I joined the boat at 9am and we got an overlong bird/crocodile/monkey watching tour that went on and on. It got to the point that I was craving pyramids so much I was sitting there reading my book about Mayan pyramids! Anyway, the spider monkeys were excellent though and even joined us on the boat walking up and down the length of it, trying to find the bag of bananas.

We arrived at Lamanai, and after an excellent lunch, we started to explore the site. The Jaguar pyramid was our first port of call and was a beautiful construction with a stunning orange tinted tree on top, with awesome views along the ‘New River’. It is highly recommended that you do not take the road to Lamanai due to is poor condition. The boat trip is well worth it (around $80 BZ), but you only get two hours at the site and a long time looking a small animals from a boat.
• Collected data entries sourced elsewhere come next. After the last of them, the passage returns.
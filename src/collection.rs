// Copyright (c) 2025 Fabstir
// SPDX-License-Identifier: BUSL-1.1

//! Named collections of embeddings
//!
//! A [`Collection`] is a handle onto one row of the `collections` table. Opening a
//! handle resolves (or creates) that row, so `id` and `model_id` are always known
//! once construction succeeds.

use std::cell::OnceCell;
use std::sync::Arc;

use tracing::debug;

use crate::core::codec;
use crate::core::types::{EmbeddingRecord, Metadata, SearchResult};
use crate::error::{CollectionError, Result};
use crate::model::{EmbeddingModel, ModelRegistry};
use crate::search::SimilarityEngine;
use crate::store::EmbeddingStore;

/// How a collection picks the model that computes its vectors.
#[derive(Default, Clone)]
pub struct CollectionOptions {
    pub model: Option<Arc<dyn EmbeddingModel>>,
    pub model_id: Option<String>,
}

impl CollectionOptions {
    pub fn with_model(model: Arc<dyn EmbeddingModel>) -> Self {
        Self {
            model: Some(model),
            model_id: None,
        }
    }

    pub fn with_model_id(model_id: impl Into<String>) -> Self {
        Self {
            model: None,
            model_id: Some(model_id.into()),
        }
    }
}

pub struct Collection<'a> {
    store: &'a EmbeddingStore,
    registry: &'a dyn ModelRegistry,
    name: String,
    id: i64,
    /// Model recorded on the collection row.
    model_id: String,
    /// Identifier the caller asked for, used to look up a model when none is bound.
    requested_model_id: Option<String>,
    model: OnceCell<Arc<dyn EmbeddingModel>>,
}

impl<'a> Collection<'a> {
    /// Open `name`, creating its row if this is the first use.
    ///
    /// Fails immediately when both a model and a model id are given and disagree.
    pub fn open(
        store: &'a EmbeddingStore,
        registry: &'a dyn ModelRegistry,
        name: impl Into<String>,
        options: CollectionOptions,
    ) -> Result<Self> {
        let name = name.into();

        if let (Some(model), Some(model_id)) = (&options.model, &options.model_id) {
            if model.model_id() != model_id {
                return Err(CollectionError::ModelMismatch {
                    bound: model.model_id().to_string(),
                    requested: model_id.clone(),
                });
            }
        }

        let mut loaded = options.model;
        let info = store.resolve_or_create(&name, || {
            let created_with = match loaded.clone() {
                Some(bound) => bound,
                None => {
                    let model = load_model(registry, options.model_id.as_deref())?;
                    loaded = Some(model.clone());
                    model
                }
            };
            Ok(created_with.model_id().to_string())
        })?;

        let model = match loaded {
            Some(model) => OnceCell::from(model),
            None => OnceCell::new(),
        };

        debug!(
            "Opened collection {} (id {}, model {})",
            info.name, info.id, info.model_id
        );

        Ok(Self {
            store,
            registry,
            name,
            id: info.id,
            model_id: info.model_id,
            requested_model_id: options.model_id,
            model,
        })
    }

    pub fn name(&self) -> &str {
        &self.name
    }

    pub fn id(&self) -> i64 {
        self.id
    }

    /// Model identity stored on the collection row.
    pub fn model_id(&self) -> &str {
        &self.model_id
    }

    /// The model used to compute new vectors.
    ///
    /// A bound model wins, then the caller's requested id, then the stored id.
    pub fn model(&self) -> Result<Arc<dyn EmbeddingModel>> {
        if let Some(model) = self.model.get() {
            return Ok(model.clone());
        }
        let wanted = self
            .requested_model_id
            .as_deref()
            .unwrap_or(self.model_id.as_str());
        let model = load_model(self.registry, Some(wanted))?;
        Ok(self.model.get_or_init(|| model).clone())
    }

    pub fn exists(&self) -> Result<bool> {
        self.store.exists(&self.name)
    }

    pub fn count(&self) -> Result<usize> {
        self.store.count(&self.name)
    }

    /// Embed `text` and store it under `id`.
    ///
    /// The text itself is kept only when `store` is set. Empty metadata is not written.
    pub fn embed(
        &self,
        id: &str,
        text: &str,
        metadata: Option<&Metadata>,
        store: bool,
    ) -> Result<()> {
        let vector = self.model()?.embed(text)?;
        self.store.insert_embedding(
            self.id,
            id,
            &codec::encode(&vector),
            if store { Some(text) } else { None },
            metadata,
        )
    }

    /// Batched embedding is not supported.
    pub fn embed_multi(&self, _items: &[(&str, &str)], _store: bool) -> Result<()> {
        Err(CollectionError::Unsupported("embed_multi"))
    }

    /// Batched embedding is not supported.
    pub fn embed_multi_with_metadata(&self, _items: &[(&str, &str, Metadata)]) -> Result<()> {
        Err(CollectionError::Unsupported("embed_multi_with_metadata"))
    }

    pub fn fetch(&self, id: &str) -> Result<EmbeddingRecord> {
        self.store.fetch_record(self.id, id)
    }

    pub fn similar_by_vector(
        &self,
        vector: &[f32],
        limit: usize,
        skip_id: Option<&str>,
    ) -> Result<Vec<SearchResult>> {
        SimilarityEngine::new(self.store).search(self.id, vector, limit, skip_id)
    }

    pub fn similar_by_id(&self, id: &str, limit: usize) -> Result<Vec<SearchResult>> {
        SimilarityEngine::new(self.store).search_by_id(self.id, id, limit)
    }

    pub fn similar(&self, text: &str, limit: usize) -> Result<Vec<SearchResult>> {
        let model = self.model()?;
        SimilarityEngine::new(self.store).search_by_text(self.id, text, limit, |t| model.embed(t))
    }
}

fn load_model(
    registry: &dyn ModelRegistry,
    model_id: Option<&str>,
) -> Result<Arc<dyn EmbeddingModel>> {
    match model_id {
        Some(id) => registry.get(id),
        None => Err(CollectionError::Configuration(
            "No model specified and none found".to_string(),
        )),
    }
}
The pyramid was impressive and reminded me of Calakmul, but in a hotter, more tropical climate, surrounded by rivers, tributaries and an abundance of palm trees. The next stop was at the small ball court that had megalith markers sitting within it and a huge pyramid up one end of the Plaza. This one had been rebuilt more than once and had stucco /stone Olmec looking masks on the frontage. The view was amazing and made me realise what an incredible blessing it was to be in such a beautiful part of the world. I guess pyramids allow great views due to their height. Dur…..!
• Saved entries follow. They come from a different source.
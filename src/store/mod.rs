// Copyright (c) 2025 Fabstir
// SPDX-License-Identifier: BUSL-1.1

//! Persistent identity and rows for collections and embeddings.
//!
//! Backed by a single SQLite connection. Nothing here coordinates concurrent
//! writers; a busy timeout lets SQLite's own locking serialize other processes.

pub mod schema;

use rusqlite::types::Type;
use rusqlite::{params, Connection, ErrorCode, OptionalExtension};
use tracing::{debug, info};

use crate::config::StoreConfig;
use crate::core::types::{CollectionInfo, EmbeddingRecord, Metadata};
use crate::error::{CollectionError, Result};

pub struct EmbeddingStore {
    conn: Connection,
}

impl EmbeddingStore {
    pub fn open(config: &StoreConfig) -> Result<Self> {
        config.validate()?;
        let conn = match &config.path {
            Some(path) => Connection::open(path)?,
            None => Connection::open_in_memory()?,
        };
        conn.busy_timeout(config.busy_timeout)?;
        debug!(
            "Opened embedding store at {}",
            config
                .path
                .as_ref()
                .map(|p| p.display().to_string())
                .unwrap_or_else(|| crate::config::IN_MEMORY_PATH.to_string())
        );
        Ok(Self { conn })
    }

    pub fn open_in_memory() -> Result<Self> {
        Self::open(&StoreConfig::in_memory())
    }

    pub fn from_connection(conn: Connection) -> Self {
        Self { conn }
    }

    pub fn connection(&self) -> &Connection {
        &self.conn
    }

    /// Create the tables if they are missing. Safe to call repeatedly.
    pub fn ensure_schema(&self) -> Result<bool> {
        Ok(schema::ensure_schema(&self.conn)?)
    }

    /// Read-only lookup; a database without the schema has no collections.
    pub fn find_collection(&self, name: &str) -> Result<Option<CollectionInfo>> {
        if !self.has_table(schema::COLLECTIONS_TABLE)? {
            return Ok(None);
        }
        let row = self
            .conn
            .query_row(
                "SELECT id, name, model FROM collections WHERE name = ?1",
                params![name],
                |row| {
                    Ok(CollectionInfo {
                        id: row.get(0)?,
                        name: row.get(1)?,
                        model_id: row.get(2)?,
                    })
                },
            )
            .optional()?;
        Ok(row)
    }

    /// Look up `name`, inserting a new row when it is absent.
    ///
    /// `model_id` is only invoked on the creation path. A stored model id always wins
    /// over whatever the caller would have supplied. Concurrent first use of the same
    /// name is not guarded against.
    pub fn resolve_or_create<F>(&self, name: &str, model_id: F) -> Result<CollectionInfo>
    where
        F: FnOnce() -> Result<String>,
    {
        self.ensure_schema()?;
        if let Some(existing) = self.find_collection(name)? {
            debug!("Resolved collection {} to id {}", name, existing.id);
            return Ok(existing);
        }

        let model_id = model_id()?;
        self.conn.execute(
            "INSERT INTO collections (name, model) VALUES (?1, ?2)",
            params![name, model_id],
        )?;
        let id = self.conn.last_insert_rowid();
        info!("Created collection {} (id {}, model {})", name, id, model_id);

        Ok(CollectionInfo {
            id,
            name: name.to_string(),
            model_id,
        })
    }

    fn has_table(&self, table: &str) -> Result<bool> {
        Ok(schema::table_exists(&self.conn, table)?)
    }

    /// Existence check that never creates tables or rows.
    pub fn exists(&self, name: &str) -> Result<bool> {
        if !self.has_table(schema::COLLECTIONS_TABLE)? {
            return Ok(false);
        }
        let found = self
            .conn
            .query_row(
                "SELECT 1 FROM collections WHERE name = ?1",
                params![name],
                |_| Ok(()),
            )
            .optional()?;
        Ok(found.is_some())
    }

    /// Number of embeddings stored under `name`.
    ///
    /// The lookup joins through the collection name, so an unknown name counts as an
    /// empty collection and yields 0 instead of an error.
    pub fn count(&self, name: &str) -> Result<usize> {
        self.ensure_schema()?;
        let count: i64 = self.conn.query_row(
            "SELECT count(*) FROM embeddings WHERE collection_id = (
                SELECT id FROM collections WHERE name = ?1
            )",
            params![name],
            |row| row.get(0),
        )?;
        Ok(count as usize)
    }

    /// Every collection with its embedding count, ordered by name.
    pub fn list_collections(&self) -> Result<Vec<(CollectionInfo, usize)>> {
        if !self.has_table(schema::COLLECTIONS_TABLE)? {
            return Ok(Vec::new());
        }
        let mut stmt = self.conn.prepare(
            "SELECT c.id, c.name, c.model, count(e.id)
             FROM collections c LEFT JOIN embeddings e ON e.collection_id = c.id
             GROUP BY c.id ORDER BY c.name",
        )?;
        let rows = stmt.query_map([], |row| {
            let count: i64 = row.get(3)?;
            Ok((
                CollectionInfo {
                    id: row.get(0)?,
                    name: row.get(1)?,
                    model_id: row.get(2)?,
                },
                count as usize,
            ))
        })?;
        Ok(rows.collect::<rusqlite::Result<Vec<_>>>()?)
    }

    /// Append one embedding row. A repeated `(collection_id, id)` is rejected.
    pub fn insert_embedding(
        &self,
        collection_id: i64,
        id: &str,
        embedding: &[u8],
        content: Option<&str>,
        metadata: Option<&Metadata>,
    ) -> Result<()> {
        let metadata = match metadata {
            Some(m) if !m.is_empty() => Some(serde_json::to_string(m)?),
            _ => None,
        };

        self.conn
            .execute(
                "INSERT INTO embeddings (collection_id, id, embedding, content, metadata)
                 VALUES (?1, ?2, ?3, ?4, ?5)",
                params![collection_id, id, embedding, content, metadata],
            )
            .map_err(|e| match e {
                rusqlite::Error::SqliteFailure(ref err, _)
                    if err.code == ErrorCode::ConstraintViolation =>
                {
                    CollectionError::Duplicate {
                        collection_id,
                        id: id.to_string(),
                    }
                }
                other => CollectionError::Storage(other),
            })?;

        debug!(
            "Stored embedding {} in collection {} ({} bytes)",
            id,
            collection_id,
            embedding.len()
        );
        Ok(())
    }

    pub fn fetch_embedding(&self, collection_id: i64, id: &str) -> Result<Vec<u8>> {
        if !self.has_table(schema::EMBEDDINGS_TABLE)? {
            return Err(CollectionError::NotFound {
                collection: collection_id,
                id: id.to_string(),
            });
        }
        self.conn
            .query_row(
                "SELECT embedding FROM embeddings WHERE collection_id = ?1 AND id = ?2",
                params![collection_id, id],
                |row| row.get(0),
            )
            .optional()?
            .ok_or_else(|| CollectionError::NotFound {
                collection: collection_id,
                id: id.to_string(),
            })
    }

    pub fn fetch_record(&self, collection_id: i64, id: &str) -> Result<EmbeddingRecord> {
        if !self.has_table(schema::EMBEDDINGS_TABLE)? {
            return Err(CollectionError::NotFound {
                collection: collection_id,
                id: id.to_string(),
            });
        }
        let row = self
            .conn
            .query_row(
                "SELECT embedding, content, metadata FROM embeddings
                 WHERE collection_id = ?1 AND id = ?2",
                params![collection_id, id],
                |row| {
                    Ok((
                        row.get::<_, Vec<u8>>(0)?,
                        row.get::<_, Option<String>>(1)?,
                        row.get::<_, Option<String>>(2)?,
                    ))
                },
            )
            .optional()?;

        let (embedding, content, metadata) = row.ok_or_else(|| CollectionError::NotFound {
            collection: collection_id,
            id: id.to_string(),
        })?;

        let metadata = match metadata {
            Some(raw) => Some(serde_json::from_str::<Metadata>(&raw)?),
            None => None,
        };

        Ok(EmbeddingRecord {
            collection_id,
            id: id.to_string(),
            embedding,
            content,
            metadata,
        })
    }

    /// Visit every stored vector in a collection in storage order.
    ///
    /// Returns the number of rows visited; a database without the schema has none.
    pub fn for_each_embedding<F>(
        &self,
        collection_id: i64,
        exclude_id: Option<&str>,
        mut visit: F,
    ) -> Result<usize>
    where
        F: FnMut(String, &[u8]) -> Result<()>,
    {
        if !self.has_table(schema::EMBEDDINGS_TABLE)? {
            return Ok(0);
        }
        let mut stmt = self.conn.prepare(
            "SELECT id, embedding FROM embeddings
             WHERE collection_id = ?1 AND (?2 IS NULL OR id != ?2)
             ORDER BY rowid",
        )?;
        let mut rows = stmt.query(params![collection_id, exclude_id])?;

        let mut visited = 0;
        while let Some(row) = rows.next()? {
            let id: String = row.get(0)?;
            let blob = row
                .get_ref(1)?
                .as_blob()
                .map_err(|e| rusqlite::Error::FromSqlConversionFailure(1, Type::Blob, Box::new(e)))?;
            visit(id, blob)?;
            visited += 1;
        }
        Ok(visited)
    }
}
The final “pyramid of the masks’ was what I was really here to see. I heard that the masks on this one looked totally Olmec and were carved from stone, only with a light covering of stucco, which could have been added later. Underneath this structure, was apparently a much earlier structure with finds that go back 4500 years, the same era as the Egyptian pyramids and the megaliths of Britain. Belize seems to have more ‘ancient’ sites than anywhere else in Central America, with dates that exceed most other pyramid sites..apart from the Olmec on the Gulf Coast of course. So what connections are there between Belize and the Olmecs? We already know that Olmec artifacts reached the Atlantic coast with the finds in Cozumel museum, but Jim had also noticed the connections in Belize. Even his wooden statues looked decidely Olmec with startling Negroid features.

Jake had pointed out that there was a newly discovered one on the left side of the pyramid, which looked even more Olmec that the other one. Whilst the tour guide was distracted  I nipped under the rope and got a close-up shot of the large face. The lips were negroid looking and with the proof of the anciet date of this site, evidence was gathering that they may have had a trading post towards the Atlantic coast.
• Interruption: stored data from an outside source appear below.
// Copyright (c) 2025 Fabstir
// SPDX-License-Identifier: BUSL-1.1

pub mod codec;
pub mod types;
pub mod vector_ops;

pub use codec::{decode, encode, DecodeError};
pub use types::{CollectionInfo, EmbeddingRecord, Metadata, SearchResult};
pub use vector_ops::{CosineSimilarity, DotProduct, EuclideanSimilarity, Scorer};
I visited Cuello (again), a small site behind a rum distillery on the road from Orange Walk to Yo Creek. I got permission from the front gate and watched as armed soldiers turned up in a truck behind me! I swiftly went round the corner and through the gate to enter this unusual shell of a site. wrecked cars, garbage and millions of plastic bottles littered the site, with hundreds of skinny cows parading around the remnants of a once-thriving Mayan settlement that has dating going back to 2000BC. It was devestating to see the site in such a state, but the one small pyramid had been rebuilt, but was now under threat from lizards nests that are eating into the structure. The dowsing results were powerful, so I went looking for more structures and found some in a barbed wired area, that I wasnt supposed to go into. However, within that wooded realm, there were several small pyramids, earth works and notable, yet overgrown structures. I went up a pyramid at the furthest point away and discovered a tunnel that had been dug into it. Looters had obviously had a go at getting the treasure from this structure, so it was a pointless exercise to go don the spider/scorpion/ beast ridden hole, especially as I was alone and anything could happen! I managed to hitch back to Orange Walk and spent the last night with Jake discussing life, the Universe and everything.